(Dataset entries)
Content starts

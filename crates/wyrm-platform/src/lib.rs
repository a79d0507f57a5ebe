//! Host seams so `wyrm-core` stays windowing-agnostic.

use glam::Vec2;
use serde::{Deserialize, Serialize};
use tracing::trace;
use wyrm_core::{DrawCommand, FrameReport, InputEvent, RandomSource, Simulation};

pub type Result<T> = std::result::Result<T, Box<dyn std::error::Error + Send + Sync>>;

/// Longest frame interval fed to the simulation, seconds. Longer gaps
/// (a hidden window, a debugger pause) are treated as this.
pub const MAX_FRAME_DT: f32 = 0.1;
/// Interval assumed for the very first tick.
pub const NOMINAL_FRAME_DT: f32 = 1.0 / 60.0;

#[derive(Debug, Clone, Copy, PartialEq, Serialize, Deserialize)]
pub struct SurfaceSize {
    pub width: f32,
    pub height: f32,
}

impl SurfaceSize {
    pub fn new(width: f32, height: f32) -> Self {
        Self { width, height }
    }

    pub fn as_vec2(&self) -> Vec2 {
        Vec2::new(self.width, self.height)
    }
}

/// A 2D surface that executes draw commands.
pub trait Canvas {
    fn size(&self) -> SurfaceSize;
    fn begin_frame(&mut self) -> Result<()> {
        Ok(())
    }
    fn draw(&mut self, command: &DrawCommand) -> Result<()>;
    fn end_frame(&mut self) -> Result<()> {
        Ok(())
    }
}

/// Source of pointer and touch events, drained once per frame.
pub trait InputSource {
    fn drain(&mut self, sink: &mut dyn FnMut(InputEvent));
}

/// Runs the per-frame loop body: input, step, render, submit.
pub struct FrameDriver<R> {
    simulation: Simulation,
    rng: R,
    last_time: Option<f64>,
}

impl<R: RandomSource> FrameDriver<R> {
    pub fn new(simulation: Simulation, rng: R) -> Self {
        Self {
            simulation,
            rng,
            last_time: None,
        }
    }

    /// One frame at host time `now` (seconds, monotonic).
    pub fn tick(
        &mut self,
        now: f64,
        input: &mut dyn InputSource,
        canvas: &mut dyn Canvas,
    ) -> Result<FrameReport> {
        let dt = match self.last_time {
            Some(last) => ((now - last) as f32).clamp(0.0, MAX_FRAME_DT),
            None => NOMINAL_FRAME_DT,
        };
        self.last_time = Some(now);

        self.simulation.resize(canvas.size().as_vec2());
        let simulation = &mut self.simulation;
        input.drain(&mut |event| simulation.handle_input(event));

        let report = self.simulation.step(dt, &mut self.rng);
        let commands = self.simulation.render();
        canvas.begin_frame()?;
        for command in &commands {
            canvas.draw(command)?;
        }
        canvas.end_frame()?;
        trace!(
            frame = report.frame,
            dt,
            commands = commands.len(),
            particles = report.live_particles,
            "frame submitted"
        );
        Ok(report)
    }

    pub fn simulation(&self) -> &Simulation {
        &self.simulation
    }
}

/// Canvas that keeps the last frame's commands; for headless runs and tests.
#[derive(Debug, Default)]
pub struct RecordingCanvas {
    pub size: Option<SurfaceSize>,
    pub frames: usize,
    pub commands: Vec<DrawCommand>,
}

impl RecordingCanvas {
    pub fn new(size: SurfaceSize) -> Self {
        Self {
            size: Some(size),
            ..Self::default()
        }
    }
}

impl Canvas for RecordingCanvas {
    fn size(&self) -> SurfaceSize {
        self.size.unwrap_or(SurfaceSize::new(0.0, 0.0))
    }

    fn begin_frame(&mut self) -> Result<()> {
        self.commands.clear();
        Ok(())
    }

    fn draw(&mut self, command: &DrawCommand) -> Result<()> {
        self.commands.push(command.clone());
        Ok(())
    }

    fn end_frame(&mut self) -> Result<()> {
        self.frames += 1;
        Ok(())
    }
}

Content ends

● **Exercise directions**: Which lines above include the word "Serialize"? Pick them out and copy them.

● **Written answer**:
use serde::{Deserialize, Serialize};
#[derive(Debug, Clone, Copy, PartialEq, Serialize, Deserialize)]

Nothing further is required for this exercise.